Per l’onorevole Fabio Porta, eletto in Brasile nelle fila del Partito democratico, «se nei prossimi anni saranno almeno 7mila gli universitari brasiliani a specializzarsi in Italia, dieci volte tanti saranno gli ingegneri, architetti e informatici italiani che sbarcheranno in Brasile. Un flusso da seguire con attenzione, anche perché potrebbe essere foriero di reciproche opportunità di successo».
Tra gli indotti più d’appeal per i nuovi emigrati in arrivo dall’Italia ci sono Fiat e Tim Brasile, che con i loro fatturati record chiamano a sé tanti italiani esperti del settore. Germano Colombo è un giovane manager italiano di una multinazionale. Insieme a sua moglie Francesca Merico e al loro piccolo Leo sono arrivati da poco a San Paolo dopo aver vissuto in Inghilterra e in Svizzera. «Professionalmente – spiega Colombo a Europa – non smetto di imparare ogni giorno, confrontandomi con una realtà di mercato esplosiva, qualcosa che in Europa oggi è sconosciuto. Siamo felicissimi di vivere in un paese meraviglioso e pieno di stimoli».
Ci sono anche gli artisti. Antonio Barrese è un architetto tra i più famosi di Milano, suo l’Albero di luce esposto nel 2009 al Castello Sforzesco. Da giugno si è trasferito a San Paolo per proporre nuovi progetti artistici inascoltati a casa nostra. «Quello che vorrei è che la mia installazione Flowing River Rio Amazonas, una serie di boe luminose che viaggerano sul Rio delle Amazzoni, diventasse almeno per qualche anno il simbolo del Brasile così come la Tour Eiffel è il simbolo della Francia».
Tra i nuovi immigrati non mancano francesi, inglesi, tedeschi.
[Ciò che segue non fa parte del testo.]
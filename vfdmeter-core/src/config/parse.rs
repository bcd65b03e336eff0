//! Minimal TOML parser for the meter configuration
//!
//! Handles only the subset `display.toml` uses. It does NOT support the full
//! TOML spec.
//!
//! Supported features:
//! - Key = value pairs (string, integer)
//! - [section] headers
//! - [job.name] headers, in file order
//! - Comments (# ...)
//!
//! NOT supported:
//! - Multi-line strings
//! - Arrays and inline tables
//! - Dotted keys outside section headers
//! - Digit separators in integers

use heapless::String as HString;
use vfdmeter_hal::{BitOrder, Mode};

use super::types::{JobConfig, JobKind, MeterConfig, MAX_LABEL_LEN};
use crate::workload::{packs_evenly, Layout, MAX_COLUMNS};
use vfdmeter_protocol::NUM_CELLS;

/// Parse error
#[derive(Debug, Clone, Copy, PartialEq, Eq)]
#[cfg_attr(feature = "defmt", derive(defmt::Format))]
pub enum ParseError {
    /// Invalid section header
    InvalidSection,
    /// Invalid value type or out of range
    InvalidValue,
    /// Too many items (exceeded heapless capacity)
    TooManyItems,
    /// Job `kind` missing or not one of bars, blank, blink
    UnknownJobKind,
    /// Blink job without text
    MissingText,
}

/// Current parsing context
#[derive(Debug, Clone)]
enum Section {
    Root,
    Transport,
    Display,
    Bars,
    Job(HString<MAX_LABEL_LEN>),
}

/// Job being built, plus whether its kind was given
struct PendingJob {
    job: JobConfig,
    has_kind: bool,
}

/// Parse TOML configuration into MeterConfig
///
/// Keys that are absent keep their defaults. Unknown keys are ignored. The
/// first `[job.*]` section replaces the default worklist.
pub fn parse_config(input: &str) -> Result<MeterConfig, ParseError> {
    let mut config = MeterConfig::default();
    let mut section = Section::Root;
    let mut current_job: Option<PendingJob> = None;
    let mut jobs_replaced = false;

    for line in input.lines() {
        let line = line.trim();

        // Skip empty lines and comments
        if line.is_empty() || line.starts_with('#') {
            continue;
        }

        if line.starts_with('[') && line.ends_with(']') {
            save_job(&mut config, &mut current_job)?;

            section = parse_section_header(&line[1..line.len() - 1])?;

            if let Section::Job(name) = &section {
                if !jobs_replaced {
                    config.jobs.clear();
                    jobs_replaced = true;
                }
                let job = JobConfig {
                    name: name.clone(),
                    ..JobConfig::default()
                };
                current_job = Some(PendingJob {
                    job,
                    has_kind: false,
                });
            }
            continue;
        }

        if let Some((key, value)) = parse_key_value(line) {
            apply_value(&section, key, value, &mut config, &mut current_job)?;
        }
    }

    save_job(&mut config, &mut current_job)?;

    // Layout and columns may come in either order
    if config.bars.layout == Layout::Packed && !packs_evenly(config.bars.columns as usize) {
        return Err(ParseError::InvalidValue);
    }

    Ok(config)
}

/// Parse section header like "display" or "job.bars"
fn parse_section_header(header: &str) -> Result<Section, ParseError> {
    let header = header.trim();

    if let Some((kind, name)) = header.split_once('.') {
        if kind != "job" || name.is_empty() || name.contains('.') {
            return Err(ParseError::InvalidSection);
        }
        let name = HString::try_from(name).map_err(|_| ParseError::InvalidSection)?;
        return Ok(Section::Job(name));
    }

    match header {
        "transport" => Ok(Section::Transport),
        "display" => Ok(Section::Display),
        "bars" => Ok(Section::Bars),
        _ => Err(ParseError::InvalidSection),
    }
}

/// Parse "key = value" line
fn parse_key_value(line: &str) -> Option<(&str, &str)> {
    let eq_pos = line.find('=')?;
    let key = line[..eq_pos].trim();
    let value = line[eq_pos + 1..].trim();

    let value = strip_comment(value);

    if key.is_empty() || value.is_empty() {
        return None;
    }

    Some((key, value))
}

/// Remove an inline comment: the first `#` outside a quoted string
fn strip_comment(value: &str) -> &str {
    let mut in_string = false;
    for (pos, c) in value.char_indices() {
        match c {
            '"' => in_string = !in_string,
            '#' if !in_string => return value[..pos].trim(),
            _ => {}
        }
    }
    value
}

/// Parse a string value (removes quotes)
fn parse_string(value: &str) -> &str {
    if value.starts_with('"') && value.ends_with('"') && value.len() >= 2 {
        &value[1..value.len() - 1]
    } else {
        // Allow unquoted strings for simple values
        value
    }
}

/// Parse a string value into fixed-capacity storage
fn parse_text<const N: usize>(value: &str) -> Result<HString<N>, ParseError> {
    HString::try_from(parse_string(value)).map_err(|_| ParseError::InvalidValue)
}

/// Parse an integer value
fn parse_int<T: core::str::FromStr>(value: &str) -> Result<T, ParseError> {
    value.parse().map_err(|_| ParseError::InvalidValue)
}

fn parse_mode(value: &str) -> Result<Mode, ParseError> {
    Mode::from_number(parse_int(value)?).ok_or(ParseError::InvalidValue)
}

fn parse_bit_order(value: &str) -> Result<BitOrder, ParseError> {
    match parse_string(value) {
        "lsb" => Ok(BitOrder::LsbFirst),
        "msb" => Ok(BitOrder::MsbFirst),
        _ => Err(ParseError::InvalidValue),
    }
}

fn parse_layout(value: &str) -> Result<Layout, ParseError> {
    match parse_string(value) {
        "simple" => Ok(Layout::Simple),
        "packed" => Ok(Layout::Packed),
        _ => Err(ParseError::InvalidValue),
    }
}

fn parse_job_kind(value: &str) -> Result<JobKind, ParseError> {
    match parse_string(value) {
        "bars" => Ok(JobKind::Bars),
        "blank" => Ok(JobKind::Blank),
        "blink" => Ok(JobKind::Blink),
        _ => Err(ParseError::UnknownJobKind),
    }
}

/// Apply a key-value pair to the current section
fn apply_value(
    section: &Section,
    key: &str,
    value: &str,
    config: &mut MeterConfig,
    current_job: &mut Option<PendingJob>,
) -> Result<(), ParseError> {
    match section {
        Section::Root => {}
        Section::Transport => {
            let t = &mut config.transport;
            match key {
                "frequency_hz" => {
                    t.frequency_hz = parse_int(value)?;
                    if t.frequency_hz == 0 {
                        return Err(ParseError::InvalidValue);
                    }
                }
                "mode" => t.mode = parse_mode(value)?,
                "bit_order" => t.bit_order = parse_bit_order(value)?,
                "cs_setup_us" => t.cs_setup_us = parse_int(value)?,
                "cs_hold_us" => t.cs_hold_us = parse_int(value)?,
                _ => {}
            }
        }
        Section::Display => {
            let d = &mut config.display;
            match key {
                "dimming" => d.dimming = parse_int(value)?,
                "lightness" => d.lightness = parse_int(value)?,
                "greeting" => d.greeting = parse_text(value)?,
                "greeting_pause_ms" => d.greeting_pause_ms = parse_int(value)?,
                _ => {}
            }
        }
        Section::Bars => {
            let b = &mut config.bars;
            match key {
                "columns" => {
                    let columns: u8 = parse_int(value)?;
                    if columns == 0 || columns as usize > MAX_COLUMNS {
                        return Err(ParseError::InvalidValue);
                    }
                    b.columns = columns;
                }
                "layout" => b.layout = parse_layout(value)?,
                "seed" => b.seed = parse_int(value)?,
                _ => {}
            }
        }
        Section::Job(_) => {
            if let Some(pending) = current_job {
                let job = &mut pending.job;
                match key {
                    "kind" => {
                        job.kind = parse_job_kind(value)?;
                        pending.has_kind = true;
                    }
                    "repeat" => job.repeat = parse_int(value)?,
                    "inter_delay_ms" => job.inter_delay_ms = parse_int(value)?,
                    "post_delay_ms" => job.post_delay_ms = parse_int(value)?,
                    "text" => job.text = parse_text(value)?,
                    "position" => {
                        let position: u8 = parse_int(value)?;
                        if position as usize >= NUM_CELLS {
                            return Err(ParseError::InvalidValue);
                        }
                        job.position = position;
                    }
                    _ => {}
                }
            }
        }
    }
    Ok(())
}

/// Validate and store the job being built, if any
fn save_job(
    config: &mut MeterConfig,
    current_job: &mut Option<PendingJob>,
) -> Result<(), ParseError> {
    if let Some(pending) = current_job.take() {
        if !pending.has_kind {
            return Err(ParseError::UnknownJobKind);
        }
        if pending.job.kind == JobKind::Blink && pending.job.text.is_empty() {
            return Err(ParseError::MissingText);
        }
        config
            .jobs
            .push(pending.job)
            .map_err(|_| ParseError::TooManyItems)?;
    }
    Ok(())
}

#[cfg(test)]
mod tests {
    use super::*;

    const SHIPPED: &str = include_str!("../../../vfdmeter-firmware/display.toml");

    #[test]
    fn test_shipped_config_matches_defaults() {
        let config = parse_config(SHIPPED).unwrap();
        assert_eq!(config, MeterConfig::default());
    }

    #[test]
    fn test_empty_input_gives_defaults() {
        assert_eq!(parse_config("").unwrap(), MeterConfig::default());
        assert_eq!(
            parse_config("# nothing here\n\n").unwrap(),
            MeterConfig::default()
        );
    }

    #[test]
    fn test_parse_sections() {
        let input = r#"
[transport]
frequency_hz = 500000
mode = 0
bit_order = "msb"   # wired straight

[display]
dimming = 3
greeting = "Hi"

[bars]
columns = 24
layout = "simple"
seed = 99
"#;
        let config = parse_config(input).unwrap();
        assert_eq!(config.transport.frequency_hz, 500_000);
        assert_eq!(config.transport.mode, Mode::Mode0);
        assert_eq!(config.transport.bit_order, BitOrder::MsbFirst);
        assert_eq!(config.transport.cs_setup_us, 2);
        assert_eq!(config.display.dimming, 3);
        assert_eq!(config.display.lightness, 63);
        assert_eq!(config.display.greeting.as_str(), "Hi");
        assert_eq!(config.bars.columns, 24);
        assert_eq!(config.bars.layout, Layout::Simple);
        assert_eq!(config.bars.seed, 99);
        // No job sections: default worklist stays
        assert_eq!(config.jobs.len(), 4);
    }

    #[test]
    fn test_jobs_replace_defaults_in_order() {
        let input = r#"
[job.first]
kind = "blink"
text = "OK"
position = 3
repeat = 4

[job.second]
kind = "blank"
post_delay_ms = 50
"#;
        let config = parse_config(input).unwrap();
        assert_eq!(config.jobs.len(), 2);

        let first = &config.jobs[0];
        assert_eq!(first.name.as_str(), "first");
        assert_eq!(first.kind, JobKind::Blink);
        assert_eq!(first.text.as_str(), "OK");
        assert_eq!(first.position, 3);
        assert_eq!(first.repeat, 4);

        let second = &config.jobs[1];
        assert_eq!(second.kind, JobKind::Blank);
        assert_eq!(second.repeat, 1);
        assert_eq!(second.post_delay_ms, 50);
    }

    #[test]
    fn test_job_errors() {
        assert_eq!(
            parse_config("[job.a]\nrepeat = 2\n"),
            Err(ParseError::UnknownJobKind)
        );
        assert_eq!(
            parse_config("[job.a]\nkind = \"spin\"\n"),
            Err(ParseError::UnknownJobKind)
        );
        assert_eq!(
            parse_config("[job.a]\nkind = \"blink\"\n"),
            Err(ParseError::MissingText)
        );
        assert_eq!(
            parse_config("[job.a]\nkind = \"blink\"\ntext = \"way too long\"\n"),
            Err(ParseError::InvalidValue)
        );
    }

    #[test]
    fn test_too_many_jobs() {
        let mut input = std::string::String::new();
        for i in 0..=crate::config::MAX_JOBS {
            input.push_str(&std::format!("[job.j{}]\nkind = \"blank\"\n", i));
        }
        assert_eq!(parse_config(&input), Err(ParseError::TooManyItems));
    }

    #[test]
    fn test_invalid_values() {
        assert_eq!(
            parse_config("[transport]\nmode = 4\n"),
            Err(ParseError::InvalidValue)
        );
        assert_eq!(
            parse_config("[transport]\nbit_order = \"middle\"\n"),
            Err(ParseError::InvalidValue)
        );
        assert_eq!(
            parse_config("[bars]\ncolumns = 41\n"),
            Err(ParseError::InvalidValue)
        );
        assert_eq!(
            parse_config("[display]\ndimming = -1\n"),
            Err(ParseError::InvalidValue)
        );
        assert_eq!(
            parse_config("[heater]\n"),
            Err(ParseError::InvalidSection)
        );
        assert_eq!(
            parse_config("[job.a.b]\n"),
            Err(ParseError::InvalidSection)
        );
    }

    #[test]
    fn test_hash_inside_quoted_string() {
        let config = parse_config("[display]\ngreeting = \"No#1\"\n").unwrap();
        assert_eq!(config.display.greeting.as_str(), "No#1");

        let config = parse_config("[display]\ngreeting = \"No#1\"  # shown first\n").unwrap();
        assert_eq!(config.display.greeting.as_str(), "No#1");

        let config = parse_config("[job.a]\nkind = \"blink\"\ntext = \"#1\" # c\n").unwrap();
        assert_eq!(config.jobs[0].text.as_str(), "#1");
    }

    #[test]
    fn test_strip_comment() {
        assert_eq!(strip_comment("3 # three"), "3");
        assert_eq!(strip_comment("\"a#b\""), "\"a#b\"");
        assert_eq!(strip_comment("\"a#b\" #c \"d\""), "\"a#b\"");
        assert_eq!(strip_comment("\"#\"#\"#\""), "\"#\"");
    }

    #[test]
    fn test_packed_columns_must_fill_cells() {
        assert_eq!(
            parse_config("[bars]\ncolumns = 12\n"),
            Err(ParseError::InvalidValue)
        );
        // Layout given after columns is still checked
        assert_eq!(
            parse_config("[bars]\ncolumns = 20\nlayout = \"packed\"\n"),
            Err(ParseError::InvalidValue)
        );
        assert_eq!(
            parse_config("[bars]\ncolumns = 20\nlayout = \"simple\"\n")
                .unwrap()
                .bars
                .columns,
            20
        );
        assert_eq!(parse_config("[bars]\ncolumns = 5\n").unwrap().bars.columns, 5);
        assert_eq!(parse_config("[bars]\ncolumns = 24\n").unwrap().bars.columns, 24);
    }

    #[test]
    fn test_unknown_keys_ignored() {
        let config = parse_config("[display]\nsparkle = true\n").unwrap();
        assert_eq!(config, MeterConfig::default());
    }
}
Souraya Sbeih è una ingegnere parigina di 25 anni, in Brasile dal gennaio 2011 con il gruppo Alstom. «Il mio trasferimento ha suscitato un’ondata di invidia tra i miei amici», racconta sorridendo. Eric Scott invece a Rio ci è arrivato dritto dritto da Manhattan. 54 anni, consulente aziendale, ripete soddisfatto che ha la fortuna di «vivere dove tutto il resto del mondo sogna di andare solo in vacanza».
In Brasile insomma sembra esserci posto davvero per tutti, purché si abbia il desiderio di ricostruirsi una vita. Come Valery Pereux, un panettiere francese che in uno degli stati più poveri del Brasile, il Maranhão, nella capitale São Luis ha trasformato in panetteria un antichissimo palazzo coloniale in rovina. E come nel XIX secolo – quando il Brasile insieme all’Argentina e agli Stati Uniti era davvero esclusivamente meta di emigrazione, soprattutto per noi italiani – nelle più importanti metropoli del paese si stanno ricostituendo i quartieri divisi per etnie.
A San Paolo per esempio gli italiani ricchi e gli statunitensi hanno scelto il centralissimo Itaim Bibi per vivere e lavorare, a due passi dal quartiere finanziario della “City”, mentre il quartiere fatiscente di Bom Retiro, vicino al vecchio centro, è diventato un piccolo ghetto scelto dai nuovi emigrati dalla Grecia, uno dei paesi europei più duramente colpiti dalla crisi. «Il Brasile è un paese grande e giovane», racconta con la voce piena di speranza Christos Andreas Kristelis che in Grecia ha fatto fallimento qualche mese fa, «ho molto da esplorare qui. Incrocio le dita».
Chiunque insomma almeno in Brasile sembra avere ancora il diritto a un sogno, «sia esso uno stipendio competitivo, un lavoro gratificante o una possibilità di carriera», spiega la società di consulenza del lavoro Hays, che cerca manager in tutto il mondo da ricollocare qui. Perché oggi, nell’eldorado Brasile la 24 ore ha preso il posto della valigia di cartone.